A common modification for the Simulcast project is to omit the charge pump and run the circuit at around 9V, like the original Hudson Broadcast.

I'm curious to know how many are taking advantage of the charge pump versus how many are bypassing it.


----------



## Harry Klippton

I only briefly tried pulling the charge pump on my build to see if it would stop squealing


----------



## szukalski

(Talking of the Duocast) I use it depending on the stack, but if I didn't have the option then I doubt I'd miss it.


----------



## Dan0h

Which one is the cleaner of the two settings? The 24v?


----------



## Roberman

I use my pedals almost exclusively in reamping scenarios so it entirely depends on what happens to be working in the mix. I'd say I use both modes equally tbh


----------



## PedalPCB

Harry Klippton said:


> I only briefly tried pulling the charge pump on my build to see if it would stop squealing



Yours squeals?


----------



## Harry Klippton

PedalPCB said:


> Yours squeals?


Yeah. I had to set it aside a few months ago but from what I remember, the squeal only went away with super low gain settings, and was pitch modulated by the low cut


----------



## szukalski

Harry Klippton said:


> Yeah. I had to set it aside a few months ago but from what I remember, the squeal only went away with super low gain settings, and was pitch modulated by the low cut


I had a squealing problem (not pitch modulated) and it was a dodgy charge pump. It was a 7660S but just didn't play right (it worked ok in another pedal). After swapping it around the squeal was gone.


----------



## manfesto

I love the charge pump!

9V dirty channel = nasty splatty fuzz, 24V clean channel = glassy clean boost, 24V dirty channel = surprisingly good distortion

Probably use those three settings pretty equally.

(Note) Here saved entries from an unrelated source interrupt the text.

use std::path::Path;
use std::sync::{Mutex, MutexGuard};

use rusqlite::{params, Connection, OptionalExtension};

use super::{AccountCredential, AccountStore, Address, Card, Product, StoreError};

const ACCOUNT_SCHEMA: &str = r#"
    CREATE TABLE IF NOT EXISTS accounts (
        account_id INTEGER PRIMARY KEY,
        label TEXT,
        session TEXT NOT NULL,
        last_known_points REAL
    );

    CREATE TABLE IF NOT EXISTS products (
        id TEXT PRIMARY KEY,
        name TEXT NOT NULL,
        url TEXT NOT NULL,
        price REAL
    );

    CREATE TABLE IF NOT EXISTS addresses (
        id TEXT PRIMARY KEY,
        data TEXT NOT NULL
    );

    CREATE TABLE IF NOT EXISTS cards (
        id TEXT PRIMARY KEY,
        data TEXT NOT NULL
    );
"#;

fn db_err(e: rusqlite::Error) -> StoreError {
    StoreError::Database(e.to_string())
}

fn ser_err(e: serde_json::Error) -> StoreError {
    StoreError::Serialization(e.to_string())
}

/// SQLite-backed account, catalog and address data.
///
/// The `upsert_*` helpers exist for seeding and tests; the records are owned
/// by whatever manages accounts outside the engine.
pub struct SqliteAccountStore {
    conn: Mutex<Connection>,
}

impl SqliteAccountStore {
    pub fn new(path: &Path) -> Result<Self, StoreError> {
        let conn = Connection::open(path).map_err(db_err)?;
        Self::from_connection(conn)
    }

    pub fn in_memory() -> Result<Self, StoreError> {
        let conn = Connection::open_in_memory().map_err(db_err)?;
        Self::from_connection(conn)
    }

    fn from_connection(conn: Connection) -> Result<Self, StoreError> {
        conn.execute_batch(ACCOUNT_SCHEMA).map_err(db_err)?;
        Ok(Self {
            conn: Mutex::new(conn),
        })
    }

    fn conn(&self) -> Result<MutexGuard<'_, Connection>, StoreError> {
        self.conn
            .lock()
            .map_err(|e| StoreError::Database(format!("connection lock poisoned: {}", e)))
    }

    pub fn upsert_credential(&self, credential: &AccountCredential) -> Result<(), StoreError> {
        let session = serde_json::to_string(&credential.session).map_err(ser_err)?;
        self.conn()?
            .execute(
                "INSERT OR REPLACE INTO accounts (account_id, label, session, last_known_points)
                 VALUES (?1, ?2, ?3, ?4)",
                params![
                    credential.account_id as i64,
                    credential.label,
                    session,
                    credential.last_known_points,
                ],
            )
            .map_err(db_err)?;
        Ok(())
    }

    pub fn upsert_product(&self, product: &Product) -> Result<(), StoreError> {
        self.conn()?
            .execute(
                "INSERT OR REPLACE INTO products (id, name, url, price) VALUES (?1, ?2, ?3, ?4)",
                params![product.id, product.name, product.url, product.price],
            )
            .map_err(db_err)?;
        Ok(())
    }

    pub fn upsert_address(&self, address: &Address) -> Result<(), StoreError> {
        let data = serde_json::to_string(address).map_err(ser_err)?;
        self.conn()?
            .execute(
                "INSERT OR REPLACE INTO addresses (id, data) VALUES (?1, ?2)",
                params![address.id, data],
            )
            .map_err(db_err)?;
        Ok(())
    }

    pub fn upsert_card(&self, card: &Card) -> Result<(), StoreError> {
        let data = serde_json::to_string(card).map_err(ser_err)?;
        self.conn()?
            .execute(
                "INSERT OR REPLACE INTO cards (id, data) VALUES (?1, ?2)",
                params![card.id, data],
            )
            .map_err(db_err)?;
        Ok(())
    }

    fn load_json<T: serde::de::DeserializeOwned>(
        &self,
        sql: &str,
        id: &str,
    ) -> Result<Option<T>, StoreError> {
        let data: Option<String> = self
            .conn()?
            .query_row(sql, params![id], |row| row.get(0))
            .optional()
            .map_err(db_err)?;

        data.map(|json| serde_json::from_str(&json).map_err(ser_err))
            .transpose()
    }
}

impl AccountStore for SqliteAccountStore {
    fn load_credential(&self, account_id: u64) -> Result<Option<AccountCredential>, StoreError> {
        let row: Option<(Option<String>, String, Option<f64>)> = self
            .conn()?
            .query_row(
                "SELECT label, session, last_known_points FROM accounts WHERE account_id = ?1",
                params![account_id as i64],
                |row| Ok((row.get(0)?, row.get(1)?, row.get(2)?)),
            )
            .optional()
            .map_err(db_err)?;

        row.map(
            |(label, session, last_known_points)| -> Result<AccountCredential, StoreError> {
                Ok(AccountCredential {
                    account_id,
                    label,
                    session: serde_json::from_str(&session).map_err(ser_err)?,
                    last_known_points,
                })
            },
        )
        .transpose()
    }

    fn load_product(&self, id: &str) -> Result<Option<Product>, StoreError> {
        self.conn()?
            .query_row(
                "SELECT id, name, url, price FROM products WHERE id = ?1",
                params![id],
                |row| {
                    Ok(Product {
                        id: row.get(0)?,
                        name: row.get(1)?,
                        url: row.get(2)?,
                        price: row.get(3)?,
                    })
                },
            )
            .optional()
            .map_err(db_err)
    }

    fn load_address(&self, id: &str) -> Result<Option<Address>, StoreError> {
        self.load_json("SELECT data FROM addresses WHERE id = ?1", id)
    }

    fn load_card(&self, id: &str) -> Result<Option<Card>, StoreError> {
        self.load_json("SELECT data FROM cards WHERE id = ?1", id)
    }
}
//! Structured progress events: emitted by workers, logged, and fanned out.

mod broadcaster;
mod dispatcher;
mod emitter;
mod types;

pub use broadcaster::{EventBroadcaster, EventSubscription, Received};
pub use dispatcher::{create_event_pipeline, EventDispatcher};
pub use emitter::{EventEmitter, EventScope};
pub use types::*;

There an advantage besides cost to leaving the pump out? Smaller footprint? Is it part of why the 125B DuoCast is on hold?


----------



## ntuncer

It is strange that with simulcast I'd prefer 9v but with duocast I'd prefer 27v.


----------



## Feral Feline

Bass, headroom. Options=Good!

Poll, as most polls are, is faulty and doesn't offer enough choices.


◉  BOTH 9v & 24v


----------



## nickquack

I actually vastly prefer the 9v over the 24v!


----------



## jesuscrisp

Definitely 24V. If anything I'd omit the 9V option.


----------



## DrVon

I include the charge pump but I usually use the 9v setting. I want all the grit but at a lower volume 😂 Don't want to wake up my kids.


----------



## HamishR

I'm with Jesus. Definitely charge pumped for me.


----------



## szukalski

The option to not include the charge pump and transformer would be great. Some solder pads to jumper if you're making a new revision.

I can't tell the difference without the transformer, and it's a non-standard part (at least for regular builders) which raises the build price significantly.


----------